CLAWS hosts volunteerism production

Hailey Walsh, Staff Writer

Civic Leadership at Wayne State (CLAWS) hosted a production of Leadership in Non-Profit Organizations and Volunteerism in the Community on Thursday, March 30 in Gardner Hall Auditorium. 

CLAWS brought in speaker Hannah Miller from TeamMates Mentoring of Omaha. Miller is currently a recruitment and marketing manager and has served as a member of the TeamMates National Office staff since 2015. Hannah has made presentations to recruit more than 15,000 new mentor applicants within the TeamMates organization.  

“It is important that we find ways to reach as many people as possible to show that the possibilities are endless and how much it means to our society that people engage in their communities, including faculty,” WSC professor Teresa Morales, said.  

A total of 25 people came to the seminar. Miller showcased a minimalistic slideshow throughout to reinforce everything she was saying. She provided multiple activities and encouraged an open dialogue. Her bubbly and outgoing personality helped audience members open up. 

“She every much produced an atmosphere or climate of generosity and sharing. Nobody seemed to hold back,” Morales said.    

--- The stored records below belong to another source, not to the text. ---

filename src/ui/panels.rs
use eframe::egui::{self, Color32, RichText, ScrollArea, Ui};
use egui_extras::{Column, TableBuilder};

use crate::data::aggregate::PreviewRow;
use crate::state::AppState;

// ---------------------------------------------------------------------------
// Left side panel – filter widgets
// ---------------------------------------------------------------------------

/// Render the left filter panel.
pub fn side_panel(ui: &mut Ui, state: &mut AppState) {
    ui.heading("Filters");
    ui.separator();

    let Some(dataset) = state.dataset.clone() else {
        ui.label("No dataset loaded.");
        return;
    };

    ScrollArea::vertical()
        .auto_shrink([false, false])
        .show(ui, |ui: &mut Ui| {
            // ---- Years ----
            let n_total = dataset.years.len();
            let year_filter = state.selection.years.is_some();
            let header_text = match &state.selection.years {
                Some(years) => format!("Years  ({}/{n_total})", years.len()),
                None => "Years  (any)".to_string(),
            };
            egui::CollapsingHeader::new(RichText::new(header_text).strong())
                .id_salt("years")
                .default_open(true)
                .show(ui, |ui: &mut Ui| {
                    let mut enabled = year_filter;
                    if ui
                        .checkbox(&mut enabled, "Filter by year")
                        .on_hover_text("When off, papers with unknown dates are included")
                        .changed()
                    {
                        state.set_year_filter_enabled(enabled);
                    }

                    ui.add_enabled_ui(enabled, |ui: &mut Ui| {
                        ui.horizontal(|ui: &mut Ui| {
                            if ui.small_button("All").clicked() {
                                state.select_all_years();
                            }
                            if ui.small_button("None").clicked() {
                                state.select_no_years();
                            }
                        });
                        for &year in &dataset.years {
                            let mut checked = state
                                .selection
                                .years
                                .as_ref()
                                .is_some_and(|years| years.contains(&year));
                            if ui.checkbox(&mut checked, year.to_string()).changed() {
                                state.toggle_year(year);
                            }
                        }
                    });
                });
            ui.separator();

            // ---- Journals ----
            let header_text = format!(
                "Journals  ({}/{})",
                state.selection.journals.len(),
                dataset.journals.len()
            );
            egui::CollapsingHeader::new(RichText::new(header_text).strong())
                .id_salt("journals")
                .default_open(true)
                .show(ui, |ui: &mut Ui| {
                    ui.horizontal(|ui: &mut Ui| {
                        if ui.small_button("All").clicked() {
                            state.select_all_journals();
                        }
                        if ui.small_button("None").clicked() {
                            state.select_no_journals();
                        }
                    });
                    ui.add(
                        egui::TextEdit::singleline(&mut state.journal_search)
                            .hint_text("Search journals…"),
                    );

                    let needle = state.journal_search.to_lowercase();
                    for journal in &dataset.journals {
                        if !needle.is_empty() && !journal.to_lowercase().contains(&needle) {
                            continue;
                        }
                        let mut text = RichText::new(journal);
                        if let Some(cm) = &state.color_map {
                            text = text.color(cm.color_for(Some(journal.as_str())));
                        }
                        let mut checked = state.selection.journals.contains(journal);
                        if ui.checkbox(&mut checked, text).changed() {
                            state.toggle_journal(journal);
                        }
                    }
                });
        });
}

// ---------------------------------------------------------------------------
// Top bar
// ---------------------------------------------------------------------------

/// Render the top menu / toolbar.
pub fn top_bar(ui: &mut Ui, state: &mut AppState) {
    egui::menu::bar(ui, |ui: &mut Ui| {
        ui.menu_button("File", |ui: &mut Ui| {
            if ui.button("Open…").clicked() {
                open_file_dialog(state);
                ui.close_menu();
            }
            if ui
                .add_enabled(state.source.is_some(), egui::Button::new("Reload"))
                .clicked()
            {
                state.reload();
                ui.close_menu();
            }
        });

        ui.separator();

        if let Some(ds) = &state.dataset {
            let mut summary = format!(
                "{} papers loaded, {} visible",
                ds.len(),
                state.summary.visible
            );
            if let Some((first, last)) = ds.year_range() {
                summary.push_str(&format!(" · {} journals · {first}–{last}", ds.journals.len()));
            }
            ui.label(summary);
            if ds.is_empty() {
                ui.label(RichText::new("no usable papers in this file").color(Color32::YELLOW));
            }
            if ds.dropped_rows > 0 || ds.parse_warnings > 0 {
                ui.label(
                    RichText::new(format!(
                        "{} rows dropped, {} unknown dates",
                        ds.dropped_rows, ds.parse_warnings
                    ))
                    .weak(),
                );
            }
        }

        if let Some(msg) = &state.status_message {
            ui.separator();
            ui.label(RichText::new(msg).color(Color32::RED));
        }
    });
}

// ---------------------------------------------------------------------------
// Raw data table
// ---------------------------------------------------------------------------

/// Render the first rows of the filtered view.
pub fn raw_data_table(ui: &mut Ui, rows: &[PreviewRow]) {
    let text_height = egui::TextStyle::Body.resolve(ui.style()).size + 6.0;

    TableBuilder::new(ui)
        .striped(true)
        .resizable(true)
        .vscroll(false)
        .column(Column::initial(360.0).clip(true))
        .column(Column::initial(200.0).clip(true))
        .column(Column::initial(180.0).clip(true))
        .column(Column::remainder())
        .header(20.0, |mut header| {
            for name in ["title", "authors", "journal", "publish_time"] {
                header.col(|ui: &mut Ui| {
                    ui.strong(name);
                });
            }
        })
        .body(|mut body| {
            for row in rows {
                body.row(text_height, |mut table_row| {
                    table_row.col(|ui: &mut Ui| {
                        ui.label(row.title.as_str())
                            .on_hover_text(row.title.as_str());
                    });
                    table_row.col(|ui: &mut Ui| {
                        ui.label(row.authors.as_deref().unwrap_or("—"));
                    });
                    table_row.col(|ui: &mut Ui| {
                        ui.label(row.journal.as_deref().unwrap_or("—"));
                    });
                    table_row.col(|ui: &mut Ui| {
                        let date = row
                            .publish_time
                            .map(|d| d.to_string())
                            .unwrap_or_else(|| "unknown".to_string());
                        ui.label(date);
                    });
                });
            }
        });
}

// ---------------------------------------------------------------------------
// File dialog
// ---------------------------------------------------------------------------

pub fn open_file_dialog(state: &mut AppState) {
    let file = rfd::FileDialog::new()
        .set_title("Open paper metadata")
        .add_filter("Supported files", &["csv", "json", "parquet", "pq"])
        .add_filter("CSV", &["csv"])
        .add_filter("JSON", &["json"])
        .add_filter("Parquet", &["parquet", "pq"])
        .pick_file();

    if let Some(path) = file {
        state.open(&path);
    }
}
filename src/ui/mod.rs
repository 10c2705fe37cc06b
pub mod panels;
pub mod plot;
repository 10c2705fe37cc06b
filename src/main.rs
mod app;
mod color;
mod config;
mod data;
mod error;
mod state;
mod ui;

use app::CordExplorerApp;
use clap::Parser;
use config::Cli;
use eframe::egui;
use state::AppState;

fn main() -> eframe::Result {
    env_logger::init();

    let cli = Cli::parse();
    let mut state = AppState::new(cli.dashboard_config());
    if let Some(path) = &cli.path {
        state.open(path);
    }

    let options = eframe::NativeOptions {
        viewport: egui::ViewportBuilder::default()
            .with_inner_size([1280.0, 900.0])
            .with_min_inner_size([640.0, 480.0]),
        ..Default::default()
    };

    eframe::run_native(
        "CORD Explorer – Research Paper Metadata",
        options,
        Box::new(|_cc| Ok(Box::new(CordExplorerApp::new(state)))),
    )
}
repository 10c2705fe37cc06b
use eframe::egui::{self, RichText, ScrollArea, Ui};

use crate::state::AppState;
use crate::ui::{panels, plot};

// ---------------------------------------------------------------------------
// eframe App implementation
// ---------------------------------------------------------------------------

pub struct CordExplorerApp {
    pub state: AppState,
}

impl CordExplorerApp {
    pub fn new(state: AppState) -> Self {
        Self { state }
    }
}

impl eframe::App for CordExplorerApp {
    fn update(&mut self, ctx: &egui::Context, _frame: &mut eframe::Frame) {
        // ---- Top panel: menu bar ----
        egui::TopBottomPanel::top("top_bar").show(ctx, |ui| {
            panels::top_bar(ui, &mut self.state);
        });

        // ---- Left side panel: filters ----
        egui::SidePanel::left("filter_panel")
            .default_width(240.0)
            .resizable(true)
            .show(ctx, |ui| {
                panels::side_panel(ui, &mut self.state);
            });

        // ---- Central panel: table + charts ----
        egui::CentralPanel::default().show(ctx, |ui| {
            dashboard(ui, &mut self.state);
        });
    }
}

fn dashboard(ui: &mut Ui, state: &mut AppState) {
    if state.dataset.is_none() {
        ui.centered_and_justified(|ui: &mut Ui| {
            ui.heading("Open a metadata file to explore papers  (File → Open…)");
        });
        return;
    }

    ScrollArea::vertical()
        .auto_shrink([false, false])
        .show(ui, |ui: &mut Ui| {
            ui.heading("CORD-19 Research Papers Analysis");
            ui.label("Explore research-paper metadata interactively.");
            ui.add_space(8.0);

            if state.summary.visible == 0 {
                ui.label(RichText::new("No papers match the current filters.").italics());
            }

            ui.checkbox(&mut state.show_raw_data, "Show Raw Data");
            if state.show_raw_data {
                ui.strong(format!(
                    "Filtered Dataset (first {} of {})",
                    state.summary.preview.len(),
                    state.summary.visible
                ));
                panels::raw_data_table(ui, &state.summary.preview);
            }
            ui.separator();

            let summary = &state.summary;
            ui.heading(format!("Top {} Journals by Number of Papers", state.config.top_n));
            plot::top_journals_chart(ui, summary);
            ui.separator();

            ui.heading("Number of Papers Published Per Year");
            plot::papers_per_year_chart(ui, summary);
            ui.separator();

            ui.heading("Distribution of Abstract Lengths");
            if let Some(stats) = summary.length_stats {
                ui.label(format!(
                    "min {} · median {:.0} · mean {:.1} · max {} words",
                    stats.min, stats.median, stats.mean, stats.max
                ));
            }
            plot::abstract_length_histogram(ui, summary, state.config.histogram_bins);
            ui.separator();

            ui.heading("Abstract Length vs Publication Year");
            plot::length_scatter(ui, summary, state.color_map.as_ref());
        });
}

The first activity was a bracket worksheet of values that we identify by. WSC Students and faculty in the audience chose between different words to narrow it down to the word that best describes them. The final word represented who each person is as an individual.  

This activity helped audience members come to understand themselves. All of the words were really positive words, so by the end, the bracket showed that each individual was an overall positive thing, Morales said.  

The next activity was a purpose statement. Audience members chose from a list of interests and wrote down their strengths and skills. From this, a statement was made by each individual stating that their designated skills allowed them to do certain things in order to help specific people. The goal in mind was to discover how to benefit others instead of just themselves.  

“This seminar was so fun because we learned what our purpose statement is in life and how we can become successful with that statement we chose,” WSC student Tiffany Toth said.  

The third activity was designed to reveal what brings out the best in each individual. Audience members answered thought provoking questions, including questions asking what brings out the bad.  

“One of the most enlightening activities actually was this best of me worksheet. This one was really enlightening… I have never thought about how you get the best of me, what I need from other people, and how I’d like to be recognized,” Morales said. 

The last activity was designed to appreciate others. Audience members were given “drops,” to help others fill their mental buckets. These paper water droplets were designed to be given to someone as a form of appreciation. This drop allowed space to write how wonderful their chosen person is, the impact they have had on them and the good their chosen person has provided.  

Miller made a point to discuss how this activity is especially important in volunteerism because of burnout. Volunteers at nonprofit organizations do not receive paychecks, making it easier to feel unrewarded. However, volunteering is a good thing to do, and this activity helped audience members learn how to keep their buckets full.  

“If we don’t get recognition for the things we do, we drain our little buckets,” Morales said.  

The audience thoroughly enjoyed Miller and some members even asked when she would be coming back. This was the last CLAWS event of the spring semester.